Joe Biden’s $3.5 trillion “social infrastructure” package would be just a start, but that’s likely to be more like $5.5T once the budget gimmicks are stripped out. We can be somewhat hopeful, because that initiative looks increasingly likely to fail in Congress, at least this time around. But the tax side of that bill was already $2.6T short of the latter spending figure, and the tax provisions keep shrinking. Now, it’s looking more like a shortfall of $3.5T would require financing. Moderate Democrats may not support this crazy bill in the end, but Dems from deep blue states want to reinstate state and local tax deductibility, which would cut the tax component still more. Well who cares? Print the money, say the brave MMT advocates.

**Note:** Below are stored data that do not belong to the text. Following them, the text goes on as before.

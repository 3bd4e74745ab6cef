//! `livecheck replay`: drive an engine from a recorded detection stream.
//!
//! A recording is JSON lines, one event per line, each stamped with `tMs`
//! (milliseconds since the start of the recording, non-decreasing):
//!
//! ```text
//! {"tMs": 0, "event": "start"}
//! {"tMs": 33, "frameWidth": 1080, "frameHeight": 1920, "detection": { ... }}
//! {"tMs": 9000, "event": "reset"}
//! ```
//!
//! Blank lines and lines starting with `#` are ignored. Time is synthetic:
//! timers fire exactly when the recording says they would have.

use std::fmt;
use std::io::BufRead;
use std::time::{Duration, Instant};

use anyhow::{bail, Context, Result};
use livecheck_core::{
    FaceDetectionResult, LivenessConfig, LivenessEngine, LivenessPhase, LivenessSnapshot,
};
use serde::Deserialize;

#[derive(Debug, Clone, Copy, Deserialize)]
#[serde(rename_all = "lowercase")]
enum Control {
    Start,
    Reset,
}

#[derive(Debug, Deserialize)]
#[serde(untagged)]
enum Recorded {
    #[serde(rename_all = "camelCase")]
    Control { t_ms: u64, event: Control },
    #[serde(rename_all = "camelCase")]
    Frame {
        t_ms: u64,
        frame_width: u32,
        frame_height: u32,
        detection: FaceDetectionResult,
    },
}

impl Recorded {
    fn t_ms(&self) -> u64 {
        match self {
            Recorded::Control { t_ms, .. } | Recorded::Frame { t_ms, .. } => *t_ms,
        }
    }
}

/// What caused a phase change.
#[derive(Debug, Clone, Copy, PartialEq, Eq)]
pub enum Cause {
    Start,
    Frame,
    Timer,
    Reset,
}

impl fmt::Display for Cause {
    fn fmt(&self, f: &mut fmt::Formatter<'_>) -> fmt::Result {
        f.write_str(match self {
            Cause::Start => "start",
            Cause::Frame => "frame",
            Cause::Timer => "timer",
            Cause::Reset => "reset",
        })
    }
}

#[derive(Debug, Clone, PartialEq, Eq)]
pub struct Transition {
    pub t_ms: u64,
    pub from: LivenessPhase,
    pub to: LivenessPhase,
    pub cause: Cause,
}

impl fmt::Display for Transition {
    fn fmt(&self, f: &mut fmt::Formatter<'_>) -> fmt::Result {
        write!(
            f,
            "[{:>7} ms] {} -> {} ({})",
            self.t_ms, self.from, self.to, self.cause
        )
    }
}

#[derive(Debug)]
pub struct ReplayReport {
    pub transitions: Vec<Transition>,
    pub frames: usize,
    pub snapshot: LivenessSnapshot,
}

/// Replay a recording through a fresh engine.
pub fn replay(input: impl BufRead, config: LivenessConfig) -> Result<ReplayReport> {
    let mut engine = LivenessEngine::new(config);
    let origin = Instant::now();
    let mut transitions = Vec::new();
    let mut frames = 0;
    let mut last_t = 0;

    for (index, line) in input.lines().enumerate() {
        let lineno = index + 1;
        let line = line.with_context(|| format!("reading line {lineno}"))?;
        let line = line.trim();
        if line.is_empty() || line.starts_with('#') {
            continue;
        }
        let event: Recorded =
            serde_json::from_str(line).with_context(|| format!("parsing line {lineno}"))?;
        let t_ms = event.t_ms();
        if t_ms < last_t {
            bail!("line {lineno}: tMs {t_ms} goes back in time (previous {last_t})");
        }
        last_t = t_ms;
        let now = origin + Duration::from_millis(t_ms);

        record(&mut transitions, t_ms, Cause::Timer, &mut engine, |e| {
            e.poll_timers(now);
        });
        match event {
            Recorded::Control {
                event: Control::Start,
                ..
            } => record(&mut transitions, t_ms, Cause::Start, &mut engine, |e| {
                e.start_detection_at(now)
            }),
            Recorded::Control {
                event: Control::Reset,
                ..
            } => record(&mut transitions, t_ms, Cause::Reset, &mut engine, |e| {
                e.reset_checks()
            }),
            Recorded::Frame {
                frame_width,
                frame_height,
                detection,
                ..
            } => {
                frames += 1;
                record(&mut transitions, t_ms, Cause::Frame, &mut engine, |e| {
                    e.process_detection_at(&detection, frame_width, frame_height, now)
                });
            }
        }
    }

    tracing::debug!(frames, transitions = transitions.len(), "replay finished");
    Ok(ReplayReport {
        transitions,
        frames,
        snapshot: engine.snapshot(),
    })
}

/// Apply one step and note the phase change it caused, if any.
fn record(
    transitions: &mut Vec<Transition>,
    t_ms: u64,
    cause: Cause,
    engine: &mut LivenessEngine,
    apply: impl FnOnce(&mut LivenessEngine),
) {
    let from = engine.phase();
    apply(engine);
    let to = engine.phase();
    if from != to {
        transitions.push(Transition {
            t_ms,
            from,
            to,
            cause,
        });
    }
}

Sumner gets to the heart of the problem in this piece. Progressives, with false assurance from MMT, want loose monetary policy to make their expansive programs “affordable”. As he explains, if this happens while the economy is near its production potential, inflation is a sure thing. These lessons were learned long ago, but have been conveniently forgotten by the political class (or they simply prefer to ignore them), instead jumping onto the MMT bandwagon.

Inflation Is Taxation

No conscientious observer of government finance should ever forget that inflation is a form of taxation. Assets whose values are either fixed or subject to some inertia are devalued by inflation in terms of purchasing power, or in real terms, as economists put it. Strictly speaking, this is true when inflation is unexpected… if it is expected, then lenders and borrowers can negotiate terms that will compensate for these changes in real value. But when inflation is unexpected, the losses to lenders are offset by gains to borrowers. Of course the federal government is a gigantic borrower, so inflation can represent a confiscation of wealth from the public.

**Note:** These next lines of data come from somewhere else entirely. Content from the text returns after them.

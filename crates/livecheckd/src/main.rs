use std::sync::Arc;
use std::time::Duration;

use anyhow::{Context, Result};
use livecheck_verify::MockUniformVerifier;
use tokio::sync::Mutex;
use tracing_subscriber::EnvFilter;

mod config;
mod dbus_interface;
mod rate_limiter;
mod session;
mod upload;

use dbus_interface::{AppState, LiveCheckService};
use rate_limiter::FrameRateLimiter;
use session::SessionRegistry;

const BUS_NAME: &str = "org.livecheck.LiveCheck1";
const OBJECT_PATH: &str = "/org/livecheck/LiveCheck1";

#[tokio::main]
async fn main() -> Result<()> {
    tracing_subscriber::fmt()
        .with_env_filter(EnvFilter::from_default_env())
        .init();

    tracing::info!("livecheckd starting");

    let config = config::Config::from_env()?;
    tracing::info!(
        fps_limit = config.fps_limit,
        max_sessions = config.max_sessions,
        session_idle_secs = config.session_idle_secs,
        session_bus = config.session_bus,
        "configuration loaded"
    );

    let session_bus = config.session_bus;
    let state = AppState {
        sessions: SessionRegistry::new(
            config.liveness.clone(),
            config.max_sessions,
            Duration::from_secs(config.session_idle_secs),
        ),
        rate_limiter: FrameRateLimiter::new(config.fps_limit),
        verifier: Box::new(MockUniformVerifier::new()),
        config,
    };
    let service = LiveCheckService {
        state: Arc::new(Mutex::new(state)),
    };

    let builder = if session_bus {
        zbus::connection::Builder::session()?
    } else {
        zbus::connection::Builder::system()?
    };
    let _conn = builder
        .name(BUS_NAME)?
        .serve_at(OBJECT_PATH, service)?
        .build()
        .await
        .with_context(|| format!("failed to acquire {BUS_NAME}"))?;

    tracing::info!(name = BUS_NAME, path = OBJECT_PATH, "livecheckd ready");

    // Keep running until signaled
    tokio::signal::ctrl_c().await?;
    tracing::info!("livecheckd shutting down");

    Ok(())
}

It’s not small potatoes. Currently, about $22T of U.S. Treasury debt is held by the public, and its average maturity is more than 5 years. If the Federal Reserve engineers an unexpected 1% jump in the rate of inflation, it shaves over $1T off the real value of that debt before it’s repaid, and it reduces the real interest cost of that debt as well. Of course, the holders of that debt will suffer an immediate loss if they are forced to sell prior to maturity for any reason, since new buyers will be demanding higher yields to compensate for higher inflation if it is expected to persist.

The Poor Losers

Inflation causes redistributions to take place, especially when it is unexpected inflation. We’ve already discussed lenders and borrowers, but similar considerations apply to anyone entering into fixed price contracts for goods or labor. Here’s what Claudio Bario of the Bank of International Settlements (BIS) has to say about these shifts:

“Inflation shifts income and wealth away from those who are least aware of it, or least able to protect against it. These segments of the population often coincide with lower-income groups, which explains why inflation has often been portrayed as a most regressive form of tax. The ‘inflation tax’ takes its toll through the erosion of the value of financial assets and contracts fixed in nominal terms.”

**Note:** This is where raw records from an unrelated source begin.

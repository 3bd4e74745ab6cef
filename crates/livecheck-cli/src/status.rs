//! `livecheck status`: query a running daemon over D-Bus.

use anyhow::{Context, Result};

#[zbus::proxy(
    interface = "org.livecheck.LiveCheck1",
    default_service = "org.livecheck.LiveCheck1",
    default_path = "/org/livecheck/LiveCheck1"
)]
trait LiveCheck {
    fn status(&self) -> zbus::Result<String>;
}

/// Fetch the daemon's status JSON.
pub async fn status(session_bus: bool) -> Result<serde_json::Value> {
    let conn = if session_bus {
        zbus::Connection::session().await
    } else {
        zbus::Connection::system().await
    }
    .context("connecting to D-Bus")?;
    let proxy = LiveCheckProxy::new(&conn)
        .await
        .context("creating livecheckd proxy")?;
    let raw = proxy
        .status()
        .await
        .context("calling Status (is livecheckd running?)")?;
    serde_json::from_str(&raw).context("daemon returned malformed status")
}
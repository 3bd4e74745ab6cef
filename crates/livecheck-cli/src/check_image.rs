//! `livecheck check-image`: run a capture through the upload pipeline offline.

use anyhow::{Context, Result};
use livecheck_verify::{
    compress_jpeg, validate_image_quality, CaptureConfig, MockUniformVerifier, UniformVerifier,
};
use serde_json::{json, Value};

/// Validate, compress and mock-verify an encoded image.
///
/// Compression and verification are skipped when the quality check fails.
/// With a seed the mock verifier's answer is reproducible.
pub fn check_image(bytes: &[u8], config: &CaptureConfig, seed: Option<u64>) -> Result<Value> {
    let quality = validate_image_quality(bytes, config);
    if !quality.is_valid() {
        tracing::warn!(issues = quality.issues.len(), "image failed quality check");
        return Ok(json!({
            "quality": quality,
            "valid": false,
            "originalBytes": bytes.len(),
            "compressedBytes": null,
            "verification": null,
        }));
    }

    let compressed = compress_jpeg(bytes, config).context("compressing image")?;
    let mut verifier = match seed {
        Some(seed) => MockUniformVerifier::seeded(seed),
        None => MockUniformVerifier::new(),
    };
    let verification = verifier.verify(&compressed).context("verifying uniform")?;

    Ok(json!({
        "quality": quality,
        "valid": true,
        "originalBytes": bytes.len(),
        "compressedBytes": compressed.len(),
        "verification": verification,
    }))
}

#[cfg(test)]
mod tests {
    use super::*;
    use image::{ImageBuffer, ImageFormat, Rgb};
    use std::io::Cursor;

    fn png(width: u32, height: u32) -> Vec<u8> {
        let img = ImageBuffer::from_pixel(width, height, Rgb([120u8, 90, 60]));
        let mut out = Cursor::new(Vec::new());
        img.write_to(&mut out, ImageFormat::Png).unwrap();
        out.into_inner()
    }

    #[test]
    fn test_invalid_image_skips_verification() {
        let report = check_image(b"", &CaptureConfig::default(), Some(1)).unwrap();
        assert_eq!(report["valid"], false);
        assert!(report["verification"].is_null());
        assert_eq!(report["quality"]["issues"][0]["issue"], "empty");
    }

    #[test]
    fn test_low_resolution_is_reported() {
        let report = check_image(&png(320, 240), &CaptureConfig::default(), Some(1)).unwrap();
        assert_eq!(report["valid"], false);
        assert_eq!(report["quality"]["issues"][0]["issue"], "low-resolution");
    }

    #[test]
    fn test_valid_image_is_verified_reproducibly() {
        let bytes = png(640, 480);
        let a = check_image(&bytes, &CaptureConfig::default(), Some(9)).unwrap();
        let b = check_image(&bytes, &CaptureConfig::default(), Some(9)).unwrap();
        assert_eq!(a["valid"], true);
        assert_eq!(a["compressedBytes"], a["originalBytes"]);
        assert!(a["verification"]["success"].as_bool().unwrap());
        assert_eq!(a, b);
    }
}
pub mod models;
pub mod views;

Inflation is a regressive tax! In this respect, economist Noah Smith echos Bario in a recent op-ed in which he discusses “money illusion”, or the confusion of real and nominal income:

“Workers … who are slow to perceive the rise in prices they pay for goods like cars and groceries, won’t realize this, and will be happy with their unusually large raises. But companies, whose accountants and managers certainly know the true inflation rate, will also be happy, because they know they’re not actually paying more for labor.

That information asymmetry between workers and employers may be exactly what keeps wages from rising faster than inflation. If workers take a year to realize how much prices have gone up, they may be satisfied with the raises they got during the time of high inflation — even if that inflation ultimately turns out to be transitory. By then, it might be too late to negotiate for a real, inflation-adjusted raise.”

Inflation taxes and redistributions become more acute at higher rates of inflation, but any unexpected escalation in the rate of inflation will take a toll on the poor. Bario elaborates on the mechanisms by which inflation inflicts budgetary pain on the those at the lower end of the socioeconomic spectrum.

“As regards wealth distribution, the financial assets that are most vulnerable to inflation are cash and bank accounts – the typical savings vehicles held by the poorest segments of the population. This is mostly because the poorest have access only to limited investment options to protect their savings. …

… wages and pensions – the main sources of income for a large majority of households and even more so for the poorest half of the population – are typically fixed in nominal terms and hence vulnerable to inflation. Indexation mechanisms, such as those adopted in many [advanced economies] in the 1970s, are no panacea: they may fail to keep pace as inflation accelerates; …”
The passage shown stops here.